═══ EXTRACTED DATA

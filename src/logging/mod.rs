//! Logging initialization with environment-based formatters
//!
//! - Production: Structured JSON logs for log aggregation
//! - Anything else: Colorful, human-readable logs

use crate::config::get_environment;
use tracing_subscriber::{fmt, layer::SubscriberExt, util::SubscriberInitExt, EnvFilter};

/// Default filter when `RUST_LOG` is unset.
pub const DEFAULT_DIRECTIVE: &str = "info,dca_dashboard=debug";

#[derive(Debug, Clone, Copy, PartialEq, Eq)]
pub enum LogFormat {
    Json,
    Pretty,
}

pub fn log_format_for(environment: &str) -> LogFormat {
    match environment {
        "production" | "prod" => LogFormat::Json,
        _ => LogFormat::Pretty,
    }
}

/// Initialize logging based on `APP_ENV`.
///
/// Safe to call more than once; later calls leave the installed subscriber
/// in place.
pub fn init_logging() {
    let env_filter =
        EnvFilter::try_from_default_env().unwrap_or_else(|_| EnvFilter::new(DEFAULT_DIRECTIVE));

    let result = match log_format_for(&get_environment()) {
        LogFormat::Json => tracing_subscriber::registry()
            .with(env_filter)
            .with(
                fmt::layer()
                    .json()
                    .with_target(true)
                    .with_file(true)
                    .with_line_number(true)
                    .with_writer(std::io::stdout),
            )
            .try_init(),
        LogFormat::Pretty => tracing_subscriber::registry()
            .with(env_filter)
            .with(
                fmt::layer()
                    .with_target(true)
                    .with_ansi(true)
                    .with_writer(std::io::stderr),
            )
            .try_init(),
    };

    if result.is_err() {
        tracing::debug!("Logging already initialized");
    }
}
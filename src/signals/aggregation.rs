//! Per-instrument aggregation of timeframe deviation scores

use crate::models::score::{InstrumentScore, TimeframeScore, TimeframeSignal};
use crate::models::series::PriceSeries;
use crate::models::timeframe::TimeframeSet;
use crate::signals::scoring::score_against_mean;

/// Aggregate deviation scores across timeframes for one instrument
pub struct Aggregator;

impl Aggregator {
    /// Score every timeframe and sum the eligible ones into the raw score.
    ///
    /// A timeframe whose window exceeds the available history is marked
    /// [`TimeframeSignal::Insufficient`] and left out of the sum, so short
    /// series are compared on fewer timeframes rather than penalized.
    pub fn aggregate(
        series: &PriceSeries,
        timeframes: &TimeframeSet,
        threshold_pct: f64,
    ) -> InstrumentScore {
        let last = series.last_value();
        let mut raw_score = 0.0;

        let scores = timeframes
            .iter()
            .map(|timeframe| {
                let scored = match (last, series.trailing_mean(timeframe.window)) {
                    (Some(last), Some(mean)) => score_against_mean(last, mean, threshold_pct)
                        .map(|(tier, diff)| TimeframeSignal::Scored { tier, mean, diff }),
                    _ => None,
                };
                // A zero mean cannot produce a relative deviation
                let signal = scored.unwrap_or(TimeframeSignal::Insufficient);
                if let Some(score) = signal.score() {
                    raw_score += score;
                }
                TimeframeScore {
                    label: timeframe.label.clone(),
                    window: timeframe.window,
                    signal,
                }
            })
            .collect();

        InstrumentScore {
            raw_score,
            timeframes: scores,
        }
    }
}
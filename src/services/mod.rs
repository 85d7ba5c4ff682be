//! External data collaborators: market prices and macro indicators.

pub mod fred;
pub mod macro_data;
pub mod market_data;
pub mod yahoo;

pub use fred::FredProvider;
pub use macro_data::{load_macro, MacroDataProvider};
pub use market_data::{load_prices, MarketDataProvider};
pub use yahoo::YahooChartProvider;

use std::time::Duration;
use thiserror::Error;

/// Identifies the dashboard to data providers. The Yahoo chart endpoint
/// throttles requests that carry no user agent.
pub const USER_AGENT: &str = concat!(
    "Mozilla/5.0 (compatible; dca-dashboard/",
    env!("CARGO_PKG_VERSION"),
    ")"
);

const REQUEST_TIMEOUT: Duration = Duration::from_secs(30);

#[derive(Debug, Error)]
pub enum ProviderError {
    #[error("request failed: {0}")]
    Http(#[from] reqwest::Error),
    #[error("invalid url: {0}")]
    Url(#[from] url::ParseError),
    #[error("provider returned {status} for {what}")]
    Status { status: u16, what: String },
    #[error("unexpected payload: {0}")]
    Payload(String),
}

/// HTTP client shared by the providers.
pub fn http_client() -> Result<reqwest::Client, ProviderError> {
    let client = reqwest::Client::builder()
        .user_agent(USER_AGENT)
        .timeout(REQUEST_TIMEOUT)
        .build()?;
    Ok(client)
}
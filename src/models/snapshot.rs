//! Dashboard payload handed to the presentation layer

use chrono::{DateTime, NaiveDate, Utc};
use serde::{Deserialize, Serialize};

#[derive(Debug, Clone, PartialEq, Serialize, Deserialize)]
pub struct TimeframeBadge {
    pub label: String,
    pub window: usize,
    /// `None` when the instrument lacks enough history for this window
    #[serde(skip_serializing_if = "Option::is_none")]
    pub score: Option<f64>,
    pub arrow: String,
    pub color: String,
    #[serde(skip_serializing_if = "Option::is_none")]
    pub mean: Option<f64>,
    #[serde(skip_serializing_if = "Option::is_none")]
    pub diff: Option<f64>,
}

#[derive(Debug, Clone, PartialEq, Serialize, Deserialize)]
pub struct InstrumentCard {
    pub name: String,
    pub ticker: String,
    pub has_data: bool,
    #[serde(skip_serializing_if = "Option::is_none")]
    pub last_price: Option<f64>,
    pub delta_pct: f64,
    pub performance_color: String,
    pub raw_score: f64,
    pub adjusted_score: f64,
    pub border_color: String,
    pub background_color: String,
    pub timeframes: Vec<TimeframeBadge>,
    pub origin_pct: f64,
    pub recommended_pct: f64,
    pub dca_allocation_pct: f64,
    pub chart_window: String,
}

#[derive(Debug, Clone, PartialEq, Serialize, Deserialize)]
pub struct MacroReading {
    pub label: String,
    #[serde(skip_serializing_if = "Option::is_none")]
    pub latest: Option<f64>,
    #[serde(skip_serializing_if = "Option::is_none")]
    pub date: Option<NaiveDate>,
}

#[derive(Debug, Clone, PartialEq, Serialize, Deserialize)]
pub struct DashboardSnapshot {
    pub generated_at: DateTime<Utc>,
    pub threshold_pct: f64,
    pub pool_pct: f64,
    pub equity_share_pct: f64,
    pub shift: f64,
    pub recommendations_edited: bool,
    pub instruments: Vec<InstrumentCard>,
    pub macro_enabled: bool,
    pub macro_indicators: Vec<MacroReading>,
    #[serde(skip_serializing_if = "Vec::is_empty", default)]
    pub warnings: Vec<String>,
}

impl DashboardSnapshot {
    pub fn card(&self, name: &str) -> Option<&InstrumentCard> {
        self.instruments.iter().find(|c| c.name == name)
    }
}
//! Error types surfaced by the dashboard API

use thiserror::Error;

#[derive(Debug, Error, PartialEq)]
pub enum DashboardError {
    #[error("unknown instrument: {0}")]
    UnknownInstrument(String),
    #[error("unknown timeframe: {0}")]
    UnknownTimeframe(String),
    #[error("threshold must be within {min}..={max}%, got {value}")]
    InvalidThreshold { value: f64, min: f64, max: f64 },
    #[error("pool must be a positive finite percentage, got {0}")]
    InvalidPool(f64),
    #[error("equity share must be within 0..=100%, got {0}")]
    InvalidEquityShare(f64),
}
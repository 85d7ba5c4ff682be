//! Market data provider interface.

use crate::metrics::Metrics;
use crate::models::instrument::Instrument;
use crate::models::series::PriceSeries;
use crate::services::ProviderError;
use async_trait::async_trait;
use chrono::NaiveDate;
use futures_util::future::join_all;
use std::collections::BTreeMap;
use tracing::{debug, warn};

#[async_trait]
pub trait MarketDataProvider: Send + Sync {
    /// Daily adjusted closes for `ticker` between `start` and `end`, falling
    /// back to plain closes when no adjusted series is published.
    async fn fetch_prices(
        &self,
        ticker: &str,
        start: NaiveDate,
        end: NaiveDate,
    ) -> Result<PriceSeries, ProviderError>;
}

/// Fetch every instrument of the basket concurrently.
///
/// A failed fetch never propagates: the instrument gets an empty series so
/// every timeframe downstream is marked insufficient.
pub async fn load_prices(
    provider: &dyn MarketDataProvider,
    instruments: &[Instrument],
    start: NaiveDate,
    end: NaiveDate,
    metrics: Option<&Metrics>,
) -> BTreeMap<String, PriceSeries> {
    let fetches = instruments.iter().map(|instrument| async move {
        let series = match provider.fetch_prices(&instrument.ticker, start, end).await {
            Ok(series) => {
                debug!(
                    instrument = %instrument.name,
                    ticker = %instrument.ticker,
                    points = series.len(),
                    "Loaded price history"
                );
                series
            }
            Err(e) => {
                warn!(
                    instrument = %instrument.name,
                    ticker = %instrument.ticker,
                    error = %e,
                    "Price fetch failed, using empty series"
                );
                if let Some(metrics) = metrics {
                    metrics.provider_failures_total.with_label_values(&["market"]).inc();
                }
                PriceSeries::empty()
            }
        };
        (instrument.name.clone(), series)
    });

    join_all(fetches).await.into_iter().collect()
}
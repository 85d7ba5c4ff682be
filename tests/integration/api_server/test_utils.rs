//! Test utilities for API server integration tests

use async_trait::async_trait;
use axum_test::TestServer;
use chrono::NaiveDate;
use dca_dashboard::config::DashboardConfig;
use dca_dashboard::core::cache::DataCache;
use dca_dashboard::core::http::{create_router, AppState};
use dca_dashboard::metrics::Metrics;
use dca_dashboard::models::instrument::{Instrument, MacroSeries};
use dca_dashboard::models::series::PriceSeries;
use dca_dashboard::models::timeframe::{Timeframe, TimeframeSet};
use dca_dashboard::services::{MacroDataProvider, MarketDataProvider, ProviderError};
use std::sync::Arc;

/// Deterministic prices: `ALPHA` trades 20% below its yearly mean, `BETA`
/// sits exactly on it and `GAMMA` is unavailable.
pub struct StaticMarket;

#[async_trait]
impl MarketDataProvider for StaticMarket {
    async fn fetch_prices(
        &self,
        ticker: &str,
        start: NaiveDate,
        _end: NaiveDate,
    ) -> Result<PriceSeries, ProviderError> {
        match ticker {
            "ALPHA" => {
                let mut values = vec![100.0; 251];
                // Mean of 252 points with the last one at x: (25100 + x) / 252.
                // x = 0.8 * mean  =>  x = 25100 * 0.8 / (252 - 0.8)
                values.push(25100.0 * 0.8 / 251.2);
                Ok(PriceSeries::from_values(start, &values))
            }
            "BETA" => Ok(PriceSeries::from_values(start, &[50.0; 252])),
            _ => Err(ProviderError::Payload(format!("unknown ticker {}", ticker))),
        }
    }
}

pub struct StaticMacro;

#[async_trait]
impl MacroDataProvider for StaticMacro {
    async fn fetch_series(
        &self,
        _code: &str,
        start: NaiveDate,
        _end: NaiveDate,
    ) -> Result<PriceSeries, ProviderError> {
        Ok(PriceSeries::from_values(start, &[4.0, 4.25]))
    }
}

pub fn test_config() -> DashboardConfig {
    DashboardConfig {
        instruments: vec![
            Instrument::new("Alpha", "ALPHA"),
            Instrument::new("Beta", "BETA"),
            Instrument::new("Gamma", "GAMMA"),
        ],
        timeframes: TimeframeSet::new(vec![
            Timeframe::new("Weekly", 5),
            Timeframe::new("Yearly", 252),
            Timeframe::new("5 Years", 1260),
        ]),
        macro_series: vec![MacroSeries::new("Fed Funds Rate", "FEDFUNDS")],
        ..DashboardConfig::default()
    }
}

/// Test helper for API server integration tests
#[allow(dead_code)]
pub struct TestApiServer {
    pub server: TestServer,
    pub metrics: Arc<Metrics>,
    pub state: AppState,
}

impl TestApiServer {
    pub async fn new() -> Self {
        Self::with_macro(true).await
    }

    pub async fn with_macro(macro_enabled: bool) -> Self {
        let config = test_config();
        let metrics = Arc::new(Metrics::new().expect("metrics initialization"));
        let macro_provider: Option<Arc<dyn MacroDataProvider>> = if macro_enabled {
            Some(Arc::new(StaticMacro))
        } else {
            None
        };
        let cache = DataCache::new(
            Arc::new(StaticMarket),
            macro_provider,
            config.instruments.clone(),
            config.macro_series.clone(),
            config.timeframes.fetch_range_days(),
        )
        .with_metrics(metrics.clone())
        .with_end_date(NaiveDate::from_ymd_opt(2025, 6, 30).unwrap());

        let state = AppState::new(config, cache, metrics.clone());
        let app = create_router(state.clone());
        let server = TestServer::new(app).expect("start test server");

        Self {
            server,
            metrics,
            state,
        }
    }
}
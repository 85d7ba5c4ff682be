//! Prometheus metrics for the HTTP surface and data refreshes

use prometheus::{
    Encoder, Histogram, HistogramOpts, IntCounter, IntCounterVec, IntGauge, Opts, Registry,
    TextEncoder,
};

pub struct Metrics {
    registry: Registry,
    pub http_requests_total: IntCounter,
    pub http_request_duration_seconds: Histogram,
    pub http_requests_in_flight: IntGauge,
    pub data_refreshes_total: IntCounter,
    pub provider_failures_total: IntCounterVec,
}

impl Metrics {
    pub fn new() -> Result<Self, prometheus::Error> {
        let registry = Registry::new();

        let http_requests_total =
            IntCounter::new("http_requests_total", "Total number of HTTP requests")?;
        let http_request_duration_seconds = Histogram::with_opts(HistogramOpts::new(
            "http_request_duration_seconds",
            "HTTP request latency in seconds",
        ))?;
        let http_requests_in_flight =
            IntGauge::new("http_requests_in_flight", "HTTP requests currently being served")?;
        let data_refreshes_total = IntCounter::new(
            "data_refreshes_total",
            "Number of price and macro data reloads",
        )?;
        let provider_failures_total = IntCounterVec::new(
            Opts::new(
                "provider_failures_total",
                "Data provider fetches that degraded to an empty series",
            ),
            &["provider"],
        )?;

        registry.register(Box::new(http_requests_total.clone()))?;
        registry.register(Box::new(http_request_duration_seconds.clone()))?;
        registry.register(Box::new(http_requests_in_flight.clone()))?;
        registry.register(Box::new(data_refreshes_total.clone()))?;
        registry.register(Box::new(provider_failures_total.clone()))?;

        Ok(Self {
            registry,
            http_requests_total,
            http_request_duration_seconds,
            http_requests_in_flight,
            data_refreshes_total,
            provider_failures_total,
        })
    }

    /// Render all registered metrics in the Prometheus text format.
    pub fn export(&self) -> Result<String, Box<dyn std::error::Error + Send + Sync>> {
        let mut buffer = Vec::new();
        TextEncoder::new().encode(&self.registry.gather(), &mut buffer)?;
        Ok(String::from_utf8(buffer)?)
    }
}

══════

**WHAT YOU ARE ASKED TO DO:** From the data above, work out how many lines hold "GAMMA". Answer with the number alone.

**EXERCISE RESPONSE:** 2